[[ SOURCE INFORMATION open ]]

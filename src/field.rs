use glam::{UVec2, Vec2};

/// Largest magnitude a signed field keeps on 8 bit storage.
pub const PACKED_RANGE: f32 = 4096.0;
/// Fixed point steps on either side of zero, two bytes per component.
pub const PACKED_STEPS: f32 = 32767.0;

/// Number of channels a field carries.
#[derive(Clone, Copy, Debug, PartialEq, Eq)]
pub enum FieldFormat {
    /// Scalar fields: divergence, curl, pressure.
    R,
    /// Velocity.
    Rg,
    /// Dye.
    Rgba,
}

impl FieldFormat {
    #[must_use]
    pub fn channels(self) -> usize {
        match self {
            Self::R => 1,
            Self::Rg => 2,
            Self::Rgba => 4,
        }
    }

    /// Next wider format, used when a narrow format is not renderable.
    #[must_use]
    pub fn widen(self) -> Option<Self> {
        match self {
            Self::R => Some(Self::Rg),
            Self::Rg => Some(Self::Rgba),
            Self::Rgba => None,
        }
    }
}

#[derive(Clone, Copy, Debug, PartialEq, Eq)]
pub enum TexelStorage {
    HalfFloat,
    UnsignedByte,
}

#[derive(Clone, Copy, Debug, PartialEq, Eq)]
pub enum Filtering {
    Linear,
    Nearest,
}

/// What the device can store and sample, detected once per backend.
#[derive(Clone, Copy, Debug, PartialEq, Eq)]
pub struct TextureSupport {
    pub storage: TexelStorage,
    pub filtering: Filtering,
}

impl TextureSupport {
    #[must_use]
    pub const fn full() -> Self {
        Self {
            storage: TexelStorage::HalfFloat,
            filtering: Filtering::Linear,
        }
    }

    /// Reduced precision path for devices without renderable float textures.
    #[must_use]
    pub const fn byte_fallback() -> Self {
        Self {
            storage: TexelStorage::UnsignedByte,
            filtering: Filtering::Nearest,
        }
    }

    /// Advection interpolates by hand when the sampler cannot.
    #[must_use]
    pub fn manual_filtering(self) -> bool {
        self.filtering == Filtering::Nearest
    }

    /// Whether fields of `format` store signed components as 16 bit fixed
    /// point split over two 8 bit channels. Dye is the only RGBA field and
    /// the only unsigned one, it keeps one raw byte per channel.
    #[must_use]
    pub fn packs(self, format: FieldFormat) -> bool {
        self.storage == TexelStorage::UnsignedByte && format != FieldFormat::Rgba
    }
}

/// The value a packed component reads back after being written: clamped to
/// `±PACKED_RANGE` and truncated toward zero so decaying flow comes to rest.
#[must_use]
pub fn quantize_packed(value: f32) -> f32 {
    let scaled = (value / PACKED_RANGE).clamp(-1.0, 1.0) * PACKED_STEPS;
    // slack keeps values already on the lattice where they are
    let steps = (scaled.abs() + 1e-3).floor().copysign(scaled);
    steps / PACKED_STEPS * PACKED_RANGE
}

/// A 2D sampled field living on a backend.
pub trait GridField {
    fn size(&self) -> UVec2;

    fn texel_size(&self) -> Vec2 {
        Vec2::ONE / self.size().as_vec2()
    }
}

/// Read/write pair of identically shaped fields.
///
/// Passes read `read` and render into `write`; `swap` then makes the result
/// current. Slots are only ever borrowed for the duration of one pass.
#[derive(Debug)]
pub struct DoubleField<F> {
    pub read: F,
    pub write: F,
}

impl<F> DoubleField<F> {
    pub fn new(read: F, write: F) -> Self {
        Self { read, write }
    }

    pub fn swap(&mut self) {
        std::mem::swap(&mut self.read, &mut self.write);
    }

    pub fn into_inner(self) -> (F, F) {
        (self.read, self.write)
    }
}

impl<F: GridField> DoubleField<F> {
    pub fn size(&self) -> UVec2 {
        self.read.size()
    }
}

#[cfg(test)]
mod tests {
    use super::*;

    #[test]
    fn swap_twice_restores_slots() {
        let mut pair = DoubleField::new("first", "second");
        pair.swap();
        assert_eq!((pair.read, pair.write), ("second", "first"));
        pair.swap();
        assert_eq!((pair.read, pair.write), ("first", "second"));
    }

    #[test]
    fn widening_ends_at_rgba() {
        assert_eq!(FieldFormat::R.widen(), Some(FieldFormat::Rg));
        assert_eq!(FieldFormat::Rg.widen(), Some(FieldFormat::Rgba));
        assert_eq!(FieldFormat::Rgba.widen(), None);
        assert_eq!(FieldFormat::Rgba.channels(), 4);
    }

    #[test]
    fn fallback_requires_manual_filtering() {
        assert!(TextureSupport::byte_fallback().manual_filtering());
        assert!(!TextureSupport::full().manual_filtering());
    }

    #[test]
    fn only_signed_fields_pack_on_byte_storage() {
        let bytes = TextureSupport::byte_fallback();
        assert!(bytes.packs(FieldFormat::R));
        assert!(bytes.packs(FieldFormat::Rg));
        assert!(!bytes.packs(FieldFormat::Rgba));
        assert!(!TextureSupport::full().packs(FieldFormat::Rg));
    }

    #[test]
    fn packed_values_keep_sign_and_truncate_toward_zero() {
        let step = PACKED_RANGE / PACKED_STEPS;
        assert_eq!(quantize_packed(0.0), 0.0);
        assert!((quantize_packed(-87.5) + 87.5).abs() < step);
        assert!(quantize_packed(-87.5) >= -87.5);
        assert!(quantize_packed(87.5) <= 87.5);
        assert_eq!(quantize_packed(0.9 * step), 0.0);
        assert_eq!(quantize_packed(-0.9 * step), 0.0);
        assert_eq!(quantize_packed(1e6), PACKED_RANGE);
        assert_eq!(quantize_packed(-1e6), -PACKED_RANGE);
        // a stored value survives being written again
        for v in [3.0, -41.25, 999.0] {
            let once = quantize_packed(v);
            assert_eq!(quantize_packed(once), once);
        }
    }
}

[[ SOURCE INFORMATION closed ]]
[[ SOURCE INFORMATION open ]]

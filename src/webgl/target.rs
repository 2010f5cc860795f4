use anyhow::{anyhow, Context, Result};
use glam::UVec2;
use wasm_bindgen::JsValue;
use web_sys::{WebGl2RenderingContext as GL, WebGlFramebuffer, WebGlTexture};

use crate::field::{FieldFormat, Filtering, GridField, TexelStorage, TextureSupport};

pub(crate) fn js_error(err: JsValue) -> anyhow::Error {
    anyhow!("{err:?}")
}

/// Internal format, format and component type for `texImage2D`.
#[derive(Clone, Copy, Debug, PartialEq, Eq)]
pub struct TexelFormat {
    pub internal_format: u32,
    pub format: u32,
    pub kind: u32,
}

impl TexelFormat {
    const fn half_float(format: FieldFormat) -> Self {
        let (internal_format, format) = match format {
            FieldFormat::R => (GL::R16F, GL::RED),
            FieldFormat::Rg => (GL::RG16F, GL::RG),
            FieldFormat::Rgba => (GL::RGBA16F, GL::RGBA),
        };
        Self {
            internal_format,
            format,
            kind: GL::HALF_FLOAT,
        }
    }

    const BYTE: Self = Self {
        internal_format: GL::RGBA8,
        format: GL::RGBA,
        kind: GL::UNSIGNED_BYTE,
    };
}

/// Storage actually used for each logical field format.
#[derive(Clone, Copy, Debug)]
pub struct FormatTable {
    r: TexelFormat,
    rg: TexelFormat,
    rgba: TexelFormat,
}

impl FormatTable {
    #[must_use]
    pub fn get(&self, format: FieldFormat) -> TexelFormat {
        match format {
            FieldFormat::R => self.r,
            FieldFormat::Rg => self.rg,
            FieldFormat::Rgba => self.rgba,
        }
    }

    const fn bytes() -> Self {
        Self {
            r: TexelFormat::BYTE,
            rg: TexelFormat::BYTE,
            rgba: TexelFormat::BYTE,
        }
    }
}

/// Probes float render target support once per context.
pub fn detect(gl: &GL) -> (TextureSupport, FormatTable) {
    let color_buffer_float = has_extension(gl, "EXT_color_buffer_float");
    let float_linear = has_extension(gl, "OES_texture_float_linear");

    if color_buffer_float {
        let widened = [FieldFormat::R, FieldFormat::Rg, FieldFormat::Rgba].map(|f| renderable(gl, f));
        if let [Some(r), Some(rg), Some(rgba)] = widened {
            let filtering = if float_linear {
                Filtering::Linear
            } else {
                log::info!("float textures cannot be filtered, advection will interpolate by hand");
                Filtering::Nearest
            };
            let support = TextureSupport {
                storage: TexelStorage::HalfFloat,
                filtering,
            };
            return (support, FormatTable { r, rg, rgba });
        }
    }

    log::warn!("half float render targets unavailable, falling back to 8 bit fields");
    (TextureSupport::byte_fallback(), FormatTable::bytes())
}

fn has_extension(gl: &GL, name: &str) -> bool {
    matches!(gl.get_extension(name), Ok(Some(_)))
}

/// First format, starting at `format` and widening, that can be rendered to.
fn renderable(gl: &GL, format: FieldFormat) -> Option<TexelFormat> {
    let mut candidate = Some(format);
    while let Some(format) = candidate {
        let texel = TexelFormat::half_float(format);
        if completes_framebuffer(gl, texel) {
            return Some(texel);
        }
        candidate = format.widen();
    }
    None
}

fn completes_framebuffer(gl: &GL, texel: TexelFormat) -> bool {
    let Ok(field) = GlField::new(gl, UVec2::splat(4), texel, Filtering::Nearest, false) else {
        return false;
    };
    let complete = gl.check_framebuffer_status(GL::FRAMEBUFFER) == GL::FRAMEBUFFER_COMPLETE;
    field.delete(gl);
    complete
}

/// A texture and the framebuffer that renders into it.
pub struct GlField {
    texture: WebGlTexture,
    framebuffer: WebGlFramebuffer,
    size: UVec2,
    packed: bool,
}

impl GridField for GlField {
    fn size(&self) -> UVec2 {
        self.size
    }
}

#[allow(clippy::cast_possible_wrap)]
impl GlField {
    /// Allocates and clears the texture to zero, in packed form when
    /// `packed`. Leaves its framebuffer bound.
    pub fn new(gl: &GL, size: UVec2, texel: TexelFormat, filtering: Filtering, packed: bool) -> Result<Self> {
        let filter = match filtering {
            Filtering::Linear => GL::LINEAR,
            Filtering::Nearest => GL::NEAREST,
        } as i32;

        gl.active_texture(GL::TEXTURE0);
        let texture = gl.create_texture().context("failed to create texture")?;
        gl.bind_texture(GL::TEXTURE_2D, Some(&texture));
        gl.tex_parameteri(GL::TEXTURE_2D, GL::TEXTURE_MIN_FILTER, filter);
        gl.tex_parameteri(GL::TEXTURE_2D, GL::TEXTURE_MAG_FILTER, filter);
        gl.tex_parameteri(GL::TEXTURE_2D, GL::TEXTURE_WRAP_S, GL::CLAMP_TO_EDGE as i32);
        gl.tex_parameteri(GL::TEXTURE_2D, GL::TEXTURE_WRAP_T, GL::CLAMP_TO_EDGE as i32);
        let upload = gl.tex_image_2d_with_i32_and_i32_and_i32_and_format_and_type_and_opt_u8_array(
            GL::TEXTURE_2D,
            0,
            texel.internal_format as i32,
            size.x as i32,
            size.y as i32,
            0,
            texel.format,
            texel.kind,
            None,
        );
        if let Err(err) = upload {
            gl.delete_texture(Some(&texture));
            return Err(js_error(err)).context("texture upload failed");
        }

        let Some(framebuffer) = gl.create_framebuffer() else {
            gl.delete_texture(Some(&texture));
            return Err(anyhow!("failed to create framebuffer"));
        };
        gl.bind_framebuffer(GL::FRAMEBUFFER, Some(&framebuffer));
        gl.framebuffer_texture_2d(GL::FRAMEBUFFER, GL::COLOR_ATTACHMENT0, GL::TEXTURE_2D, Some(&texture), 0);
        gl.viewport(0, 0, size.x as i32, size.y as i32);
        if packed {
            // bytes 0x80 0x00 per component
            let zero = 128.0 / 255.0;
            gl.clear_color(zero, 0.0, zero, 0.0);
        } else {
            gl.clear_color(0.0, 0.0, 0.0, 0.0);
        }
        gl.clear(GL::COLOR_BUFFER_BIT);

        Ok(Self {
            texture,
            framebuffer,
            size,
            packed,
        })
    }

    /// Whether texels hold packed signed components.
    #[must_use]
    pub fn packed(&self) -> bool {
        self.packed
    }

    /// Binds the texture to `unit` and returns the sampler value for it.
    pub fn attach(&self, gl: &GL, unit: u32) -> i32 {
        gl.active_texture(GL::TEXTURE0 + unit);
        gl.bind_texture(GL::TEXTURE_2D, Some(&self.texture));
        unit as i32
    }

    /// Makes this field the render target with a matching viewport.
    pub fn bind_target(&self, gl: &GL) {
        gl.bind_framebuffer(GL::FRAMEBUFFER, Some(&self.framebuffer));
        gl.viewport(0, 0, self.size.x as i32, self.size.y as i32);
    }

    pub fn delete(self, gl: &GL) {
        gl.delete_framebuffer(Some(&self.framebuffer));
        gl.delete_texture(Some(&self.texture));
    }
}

[[ SOURCE INFORMATION closed ]]

• _TASK OBJECTIVE_
Your reply is to repeat, unchanged, the lines above running from the one with "assert_eq!(quantize_packed(-0.9 * step), 0.0);" up to and including the one with "for v in [3.0, -41.25, 999.0]".

• _SOLUTION TO THE PROBLEM_
        assert_eq!(quantize_packed(-0.9 * step), 0.0);
        assert_eq!(quantize_packed(1e6), PACKED_RANGE);
        assert_eq!(quantize_packed(-1e6), -PACKED_RANGE);
        // a stored value survives being written again
        for v in [3.0, -41.25, 999.0] {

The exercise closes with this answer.